§ **PROBLEM TO WORK ON**: Within the listing below, how many lines hold "warn"? Reply with that number and no other text.

§ **ENTRIES PROVIDED**:
==============================

//! Interactive interpreter (REPL) adapter.
//!
//! Drives the MicroPython raw REPL with control bytes and turns the text
//! that comes back into an [`ExecutionResult`].
//!
//! ## Session States
//!
//! ```text
//! Unknown --Ctrl-C--> Interrupted --Ctrl-A--> RawModeEntered
//! RawModeEntered --source + Ctrl-D--> Executing --terminator--> RawModeEntered
//! RawModeEntered --Ctrl-B--> RawModeExited
//! any --timeout / unrecognized reply / firmware fault--> Unknown
//! ```

pub mod scrape;
pub mod script;

use {
    crate::{
        error::{Error, Result},
        link::Link,
        port::Transport,
        transfer::{TransferTarget, WriteMode},
    },
    log::{debug, trace, warn},
    scrape::{ResponseBuffer, Scrape, Terminators, error_summary, is_not_found, scrape},
    std::{
        sync::{Mutex, MutexGuard, PoisonError},
        time::{Duration, Instant},
    },
};

/// REPL control bytes.
pub mod control {
    /// Ctrl-A: enter raw mode.
    pub const ENTER_RAW: u8 = 0x01;
    /// Ctrl-B: leave raw mode.
    pub const EXIT_RAW: u8 = 0x02;
    /// Ctrl-C: interrupt the running program.
    pub const INTERRUPT: u8 = 0x03;
    /// Ctrl-D: execute the buffered source.
    pub const EXECUTE: u8 = 0x04;
}

/// Characters of REPL text kept in error messages.
const ERROR_TAIL_CHARS: usize = 120;

/// Interpreter session state.
#[derive(Debug, Clone, Copy, PartialEq, Eq, Default)]
pub enum SessionState {
    /// Nothing is known about the interpreter.
    #[default]
    Unknown,
    /// The running program was interrupted.
    Interrupted,
    /// Raw mode is active and idle.
    RawModeEntered,
    /// Source was submitted and its output is awaited.
    Executing,
    /// Raw mode was left; the friendly REPL is active.
    RawModeExited,
}

/// REPL timing and terminator settings.
#[derive(Debug, Clone)]
pub struct ReplConfig {
    /// Deadline for code execution.
    pub exec_timeout: Duration,
    /// Deadline for each file operation round trip.
    pub file_timeout: Duration,
    /// Quiet time allowed for the device after control bytes.
    pub settle: Duration,
    /// Response terminators.
    pub terminators: Terminators,
}

impl Default for ReplConfig {
    fn default() -> Self {
        Self {
            exec_timeout: Duration::from_secs(10),
            file_timeout: Duration::from_secs(20),
            settle: Duration::from_millis(100),
            terminators: Terminators::default(),
        }
    }
}

/// Outcome of running source on the device.
#[derive(Debug, Clone, PartialEq, Eq)]
#[cfg_attr(feature = "serde", derive(serde::Serialize))]
pub struct ExecutionResult {
    /// Printed output, echo and prompts removed.
    pub output: String,
    /// Traceback or firmware fault text.
    pub error: Option<String>,
    /// 0 on success, 1 for a program error, -1 for a firmware fault.
    pub exit_code: i32,
    /// Wall time of the exchange.
    pub elapsed: Duration,
}

impl ExecutionResult {
    /// Whether the program ran without error.
    pub fn is_success(&self) -> bool {
        self.exit_code == 0
    }
}

#[derive(Debug, Default)]
struct SessionInner {
    state: SessionState,
    buffer: ResponseBuffer,
}

/// A raw-REPL session over one transport.
///
/// At most one execution is in flight; a second caller gets [`Error::Busy`].
pub struct ReplSession<T: Transport> {
    link: Link<T>,
    config: ReplConfig,
    inner: Mutex<SessionInner>,
}

/// Leaves the session in a defined state on every exit path of an execution.
struct ExecGuard<'a> {
    inner: &'a Mutex<SessionInner>,
    next: SessionState,
}

impl Drop for ExecGuard<'_> {
    fn drop(&mut self) {
        let mut inner = self
            .inner
            .lock()
            .unwrap_or_else(PoisonError::into_inner);
        inner.state = self.next;
        inner.buffer.clear();
    }
}

/// Wrap source so the interpreter sees a single statement line.
pub fn wrap_source(source: &str) -> String {
    let trimmed = source.trim_end();
    if trimmed.contains('\n') {
        format!("exec(\"{}\")", script::escape_source(source))
    } else {
        trimmed.trim_start().to_string()
    }
}

fn snippet(source: &str) -> String {
    let first = source.lines().next().unwrap_or_default();
    if first.chars().count() > 40 {
        format!("{}...", first.chars().take(40).collect::<String>())
    } else {
        first.to_string()
    }
}

impl<T: Transport> ReplSession<T> {
    /// Wrap an open transport. The session starts in [`SessionState::Unknown`].
    pub fn new(transport: T, config: ReplConfig) -> Self {
        Self {
            link: Link::new(transport),
            config,
            inner: Mutex::new(SessionInner::default()),
        }
    }

    /// Current state.
    pub fn state(&self) -> SessionState {
        self.lock().state
    }

    /// Session configuration.
    pub fn config(&self) -> &ReplConfig {
        &self.config
    }

    /// Forget the session state, e.g. after a disconnect.
    pub fn reset(&self) {
        let mut inner = self.lock();
        inner.state = SessionState::Unknown;
        inner.buffer.clear();
    }

    /// Give the transport back.
    pub fn into_transport(self) -> T {
        self.link.into_transport()
    }

    fn lock(&self) -> MutexGuard<'_, SessionInner> {
        self.inner.lock().unwrap_or_else(PoisonError::into_inner)
    }

    fn set_state(&self, state: SessionState) {
        trace!("REPL state -> {state:?}");
        self.lock().state = state;
    }

    fn ensure_idle(&self, operation: &str) -> Result<()> {
        if self.lock().state == SessionState::Executing {
            return Err(Error::Busy(operation.to_string()));
        }
        Ok(())
    }

    /// Read and discard inbound text for the settle period.
    fn settle(&self) -> Result<String> {
        let deadline = Instant::now() + self.config.settle;
        let mut buffer = ResponseBuffer::new();
        while let Some(chunk) = self.link.recv_until(deadline)? {
            buffer.push(&chunk);
        }
        Ok(buffer.text().to_string())
    }

    /// Interrupt any running program and enter raw mode.
    ///
    /// Must succeed before [`ReplSession::execute_code`] is used.
    pub fn initialize(&self) -> Result<()> {
        self.ensure_idle("initialize")?;
        self.reset();
        self.link.drain_stale();

        let result = self.enter_raw_mode();
        if result.is_err() {
            self.reset();
        }
        result
    }

    fn enter_raw_mode(&self) -> Result<()> {
        self.link
            .write(&[control::INTERRUPT, control::INTERRUPT])?;
        self.set_state(SessionState::Interrupted);
        self.settle()?;

        self.link.write(&[control::ENTER_RAW])?;
        let banner = self.settle()?;
        if banner.contains("raw REPL") {
            debug!("Raw REPL banner received");
        } else {
            trace!("No raw REPL banner seen ({} chars)", banner.len());
        }

        self.set_state(SessionState::RawModeEntered);
        self.link.drain_stale();
        Ok(())
    }

    /// Re-enter raw mode if an earlier exchange left the session unusable.
    ///
    /// A session that is executing is left alone so the caller gets
    /// [`Error::Busy`] from the execution itself.
    pub fn ensure_raw_mode(&self) -> Result<()> {
        match self.state() {
            SessionState::RawModeEntered | SessionState::Executing => Ok(()),
            state => {
                debug!("REPL session in {state:?}, re-initializing");
                self.initialize()
            },
        }
    }

    /// Leave raw mode.
    pub fn exit_raw_mode(&self) -> Result<()> {
        self.ensure_idle("exit_raw_mode")?;
        self.link.write(&[control::EXIT_RAW])?;
        self.set_state(SessionState::RawModeExited);
        Ok(())
    }

    /// Run `source` with the default execution timeout.
    pub fn execute_code(&self, source: &str) -> Result<ExecutionResult> {
        self.execute_with_timeout(source, self.config.exec_timeout)
    }

    /// Run `source`, giving up after `timeout`.
    pub fn execute_with_timeout(&self, source: &str, timeout: Duration) -> Result<ExecutionResult> {
        let started = Instant::now();
        let wire = wrap_source(source);
        let snippet = snippet(source);

        let mut guard = {
            let mut inner = self.lock();
            match inner.state {
                SessionState::RawModeEntered => {},
                SessionState::Executing => return Err(Error::Busy(snippet)),
                other => return Err(Error::NotReady(other)),
            }
            inner.state = SessionState::Executing;
            inner.buffer.clear();
            ExecGuard {
                inner: &self.inner,
                next: SessionState::Unknown,
            }
        };

        self.link.drain_stale();
        let mut payload = Vec::with_capacity(wire.len() + 1);
        payload.extend_from_slice(wire.as_bytes());
        payload.push(control::EXECUTE);
        debug!("REPL exec: {snippet}");
        self.link.write(&payload)?;

        let deadline = started + timeout;
        loop {
            let Some(chunk) = self.link.recv_until(deadline)? else {
                let inner = self.lock();
                let elapsed = started.elapsed();
                warn!("REPL exec of {snippet:?} timed out after {elapsed:?}");
                return Err(if inner.buffer.received() == 0 {
                    Error::timeout(snippet, elapsed, &[])
                } else {
                    Error::Scrape {
                        snippet,
                        elapsed,
                        tail: inner.buffer.tail(ERROR_TAIL_CHARS),
                    }
                });
            };

            let scraped = {
                let mut inner = self.lock();
                inner.buffer.push(&chunk);
                scrape(inner.buffer.text(), &wire, &self.config.terminators)
            };

            if let Scrape::Complete(out) = scraped {
                let exit_code = if out.fault {
                    warn!("Firmware fault during {snippet:?}: {:?}", out.error);
                    -1
                } else {
                    guard.next = SessionState::RawModeEntered;
                    i32::from(out.error.is_some())
                };
                return Ok(ExecutionResult {
                    output: out.output,
                    error: out.error,
                    exit_code,
                    elapsed: started.elapsed(),
                });
            }
        }
    }

    /// Run a file-operation script and turn Python errors into [`Error`]s.
    pub(crate) fn run_file_script(&self, script: &str, path: &str) -> Result<String> {
        let result = self.execute_with_timeout(script, self.config.file_timeout)?;
        match result.error {
            None => Ok(result.output),
            Some(err) if is_not_found(&err) => Err(Error::NotFound(path.to_string())),
            Some(err) => Err(Error::InvalidResponse(format!(
                "{path}: {}",
                error_summary(&err)
            ))),
        }
    }

    /// Read `len` bytes of `path` at `offset`.
    pub fn read_chunk(&self, path: &str, offset: usize, len: usize) -> Result<Vec<u8>> {
        let output = self.run_file_script(&script::read_chunk(path, offset, len), path)?;
        hex::decode(output.trim())
            .map_err(|e| Error::InvalidResponse(format!("{path}: bad hex read-back: {e}")))
    }
}

// Every attempt starts from raw mode, so a retry after a timed-out chunk
// script finds a usable session.
impl<T: Transport> TransferTarget for ReplSession<T> {
    fn preferred_chunk_len(&self) -> usize {
        script::TEXT_CHUNK_SIZE
    }

    fn max_chunk_len(&self, _path: &str) -> Option<usize> {
        Some(script::TEXT_CHUNK_SIZE)
    }

    fn write_chunk(&self, path: &str, chunk: &[u8], mode: WriteMode) -> Result<()> {
        self.ensure_raw_mode()?;
        self.run_file_script(&script::write_chunk(path, chunk, mode), path)
            .map(|_| ())
    }

    fn read_file(&self, path: &str, chunk_size: usize) -> Result<Vec<u8>> {
        self.ensure_raw_mode()?;
        let chunk_size = chunk_size.clamp(1, script::TEXT_CHUNK_SIZE);
        let mut data = Vec::new();
        loop {
            let chunk = self.read_chunk(path, data.len(), chunk_size)?;
            let done = chunk.len() < chunk_size;
            data.extend_from_slice(&chunk);
            if done {
                return Ok(data);
            }
        }
    }
}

==============================

§ **SOLUTION FOR THIS EXERCISE**: 3